05/07/2016
Além de regiões completamente devastadas, a Amazônia está repleta de pequenos trechos, invisíveis aos radares e políticas públicas ambientais, onde há extração ilegal de madeira, queimadas e isolamento do resto da mata. Um estudo internacional publicado ontem, na revista “Nature”, alerta pela primeira vez para a magnitude deste estrago e mostra que a degradação florestal no bioma é tão ameaçadora — às vezes ainda mais — quanto o conhecido desmatamento.
De acordo com os pesquisadores de 18 instituições, entre as quais 11 brasileiras, a perda de biodiversidade nestas regiões perturbadas é comparável à vista nas áreas desmatadas que costumam ser contempladas pelos satélites. Mesmo as localidades com maior nível de proteção assegurado pelo Código Florestal já teriam perdido entre 46% e 61% de seu valor de conservação.

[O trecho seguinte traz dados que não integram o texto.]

//! DICOM-to-BIDS conversion.
//!
//! For one staged session this module scans the DICOM tree, matches every
//! series against the criteria config, and hands each matched series to
//! the external converter binary, which writes the NIfTI plus its JSON
//! sidecar into the standardized layout:
//!
//! `<bids>/sub-<p>/ses-<s>/<datatype>/sub-<p>_ses-<s>[_entities][_run-N]_<suffix>.nii.gz`

pub mod criteria;
pub mod series;

use std::collections::HashMap;
use std::fs;
use std::path::{Path, PathBuf};

use anyhow::{Context, Result};
use log::{info, warn};
use uuid::Uuid;

use crate::roster::Subject;
use crate::runner;
pub use criteria::{Criteria, CriteriaConfig, Description};
pub use series::SeriesMeta;

/// External DICOM→NIfTI encoder.
pub const DEFAULT_CONVERTER: &str = "dcm2niix";
/// Recursion limit for the DICOM scan.
pub const DEFAULT_MAX_DEPTH: usize = 10;

#[derive(Debug, Default)]
pub struct ConvertOutcome {
    pub converted: usize,
    pub skipped: usize,
    /// Series descriptions that matched no criteria rule.
    pub unmatched: Vec<String>,
}

/// Convert every matched series of one session.
pub fn convert_session(
    dicom_dir: &Path,
    bids_root: &Path,
    participant: &str,
    session: &str,
    config: &CriteriaConfig,
    converter: &str,
) -> Result<ConvertOutcome> {
    let all_series = series::scan_series(dicom_dir, DEFAULT_MAX_DEPTH, true)?;
    info!(
        "{participant}/{session}: {} series found in {}",
        all_series.len(),
        dicom_dir.display()
    );

    let mut outcome = ConvertOutcome::default();
    let mut matched: Vec<(&SeriesMeta, &Description)> = Vec::new();
    for series_meta in &all_series {
        match config.match_series(series_meta) {
            Some(description) => matched.push((series_meta, description)),
            None => {
                let label = series_meta
                    .description
                    .clone()
                    .unwrap_or_else(|| series_meta.series_uid.clone());
                warn!("{participant}/{session}: no rule for series '{label}'");
                outcome.unmatched.push(label);
            }
        }
    }

    let bases: Vec<String> = matched
        .iter()
        .map(|(_, d)| bids_basename(participant, session, d.custom_entities.as_deref(), None, &d.suffix))
        .collect();
    let runs = run_numbers(&bases);

    for ((series_meta, description), run) in matched.iter().zip(runs) {
        let base = bids_basename(
            participant,
            session,
            description.custom_entities.as_deref(),
            run,
            &description.suffix,
        );
        let target_dir = bids_root
            .join(participant)
            .join(session)
            .join(&description.datatype);
        let target = target_dir.join(format!("{base}.nii.gz"));

        if target.is_file() {
            info!("{} already exists, skipping", target.display());
            outcome.skipped += 1;
            continue;
        }

        fs::create_dir_all(&target_dir)
            .with_context(|| format!("failed to create {}", target_dir.display()))?;
        let staged = stage_series_files(series_meta)?;
        let out_dir_arg = target_dir.display().to_string();
        let staged_arg = staged.display().to_string();
        runner::run(
            converter,
            [
                "-b",
                "y",
                "-z",
                "y",
                "-o",
                out_dir_arg.as_str(),
                "-f",
                base.as_str(),
                staged_arg.as_str(),
            ],
        )?;

        if !target.is_file() {
            warn!("converter reported success but {} is missing", target.display());
        }
        outcome.converted += 1;
    }

    Ok(outcome)
}

/// Convert both sessions of every roster subject found under `staging`.
pub fn convert_cohort(
    staging: &Path,
    bids_root: &Path,
    subjects: &[Subject],
    config: &CriteriaConfig,
    converter: &str,
) -> Result<ConvertOutcome> {
    let mut totals = ConvertOutcome::default();
    for subject in subjects {
        let participant = subject.id();
        for session in subject.session_ids() {
            let dicom_dir = staging.join(format!("sub-{session}"));
            if !dicom_dir.is_dir() {
                warn!("{participant}: sub-{session} does not exist in {}", staging.display());
                continue;
            }
            let outcome = convert_session(
                &dicom_dir,
                bids_root,
                &participant,
                &format!("ses-{session}"),
                config,
                converter,
            )?;
            totals.converted += outcome.converted;
            totals.skipped += outcome.skipped;
            totals.unmatched.extend(outcome.unmatched);
        }
    }
    Ok(totals)
}

/// BIDS filename stem: `sub-<p>_ses-<s>[_entities][_run-N]_<suffix>`.
fn bids_basename(
    participant: &str,
    session: &str,
    entities: Option<&str>,
    run: Option<usize>,
    suffix: &str,
) -> String {
    let mut parts = vec![participant.to_string(), session.to_string()];
    if let Some(entities) = entities {
        parts.push(entities.to_string());
    }
    if let Some(run) = run {
        parts.push(format!("run-{run}"));
    }
    parts.push(suffix.to_string());
    parts.join("_")
}

/// Assign `run-<n>` ordinals to duplicate target names, in series order.
/// Unique names get no run entity.
fn run_numbers(bases: &[String]) -> Vec<Option<usize>> {
    let mut totals: HashMap<&str, usize> = HashMap::new();
    for base in bases {
        *totals.entry(base.as_str()).or_default() += 1;
    }
    let mut seen: HashMap<&str, usize> = HashMap::new();
    bases
        .iter()
        .map(|base| {
            if totals[base.as_str()] > 1 {
                let ordinal = seen.entry(base.as_str()).or_default();
                *ordinal += 1;
                Some(*ordinal)
            } else {
                None
            }
        })
        .collect()
}

/// The converter consumes a directory, so the series' files are staged
/// into a fresh temp dir first (sessions interleave series in one folder).
fn stage_series_files(series_meta: &SeriesMeta) -> Result<PathBuf> {
    let staged = std::env::temp_dir().join(format!("series_{}", Uuid::new_v4()));
    fs::create_dir_all(&staged)?;
    for (index, file) in series_meta.files.iter().enumerate() {
        let name = file
            .file_name()
            .map(|n| n.to_string_lossy().into_owned())
            .unwrap_or_else(|| "slice".to_string());
        let target = staged.join(format!("{index:05}_{name}"));
        fs::copy(file, &target)
            .with_context(|| format!("failed to stage {}", file.display()))?;
    }
    Ok(staged)
}

#[cfg(test)]
mod tests {
    use super::*;

    #[test]
    fn test_bids_basename_layout() {
        assert_eq!(
            bids_basename("sub-2390B4949B", "ses-2390B", None, None, "T2w"),
            "sub-2390B4949B_ses-2390B_T2w"
        );
        assert_eq!(
            bids_basename("sub-2390B4949B", "ses-2390B", Some("acq-sag"), Some(2), "T2w"),
            "sub-2390B4949B_ses-2390B_acq-sag_run-2_T2w"
        );
    }

    #[test]
    fn test_run_numbers_only_for_duplicates() {
        let bases = vec![
            "sub-A_ses-1_T2w".to_string(),
            "sub-A_ses-1_dwi".to_string(),
            "sub-A_ses-1_T2w".to_string(),
            "sub-A_ses-1_T2w".to_string(),
        ];
        assert_eq!(
            run_numbers(&bases),
            vec![Some(1), None, Some(2), Some(3)]
        );
    }

    #[test]
    fn test_stage_series_files_copies_in_order() {
        let tmp = tempfile::TempDir::new().unwrap();
        let a = tmp.path().join("z.dcm");
        let b = tmp.path().join("a.dcm");
        std::fs::write(&a, b"one").unwrap();
        std::fs::write(&b, b"two").unwrap();

        let meta = SeriesMeta {
            files: vec![a, b],
            ..SeriesMeta::default()
        };
        let staged = stage_series_files(&meta).unwrap();
        assert!(staged.join("00000_z.dcm").is_file());
        assert!(staged.join("00001_a.dcm").is_file());
        std::fs::remove_dir_all(staged).unwrap();
    }
}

O levantamento foi realizado em 400 áreas de Paragominas e Santarém, dois municípios do Pará localizados na região de fronteira agrícola da Amazônia. Nelas, os pesquisadores analisaram o impacto das perturbações florestais a 1.538 espécies de árvores, 460 de aves e 156 de besouros, usados como indicadores da qualidade do solo.
— Todas as atenções costumam ser voltadas ao desmatamento. Outras formas de distúrbio à floresta eram ignoradas — lamenta a bióloga Joice Ferreira, coautora do estudo e pesquisadora da Embrapa Amazônia Oriental. — A formação de clareiras, um efeito da degradação, pode não parecer tão drástico, mas os animais não resistem à perda do habitat e a mata perde umidade e torna-se mais vulnerável às queimadas e às mudanças climáticas. Este impacto gradual não é considerado pelos programas de conservação.
Erika Berenguer, coautora do estudo e pesquisadora da Universidade de Lancaster (Reino Unido), destaca que o Pará abriga mais de 10% das espécies de aves do planeta. Muitas são encontradas apenas no estado.
— A degradação atinge principalmente as espécies raras, que circulam em uma área pequena — explica. — Analisamos duas cidades que foram ocupadas em épocas e por motivos diferentes, mas que acabaram sofrendo o mesmo processo de degradação e impacto à biodiversidade. É possível que este resultados sejam vistos também em várias regiões do Arco do Desmatamento, assim como em outros países onde há florestas tropicais, como o Congo e a Indonésia.
Segundo o mapeamento, a degradação florestal no Pará resultou em uma perda de espécies equivalente a que ocorreria com o desmatamento de 139 mil quilômetros quadrados.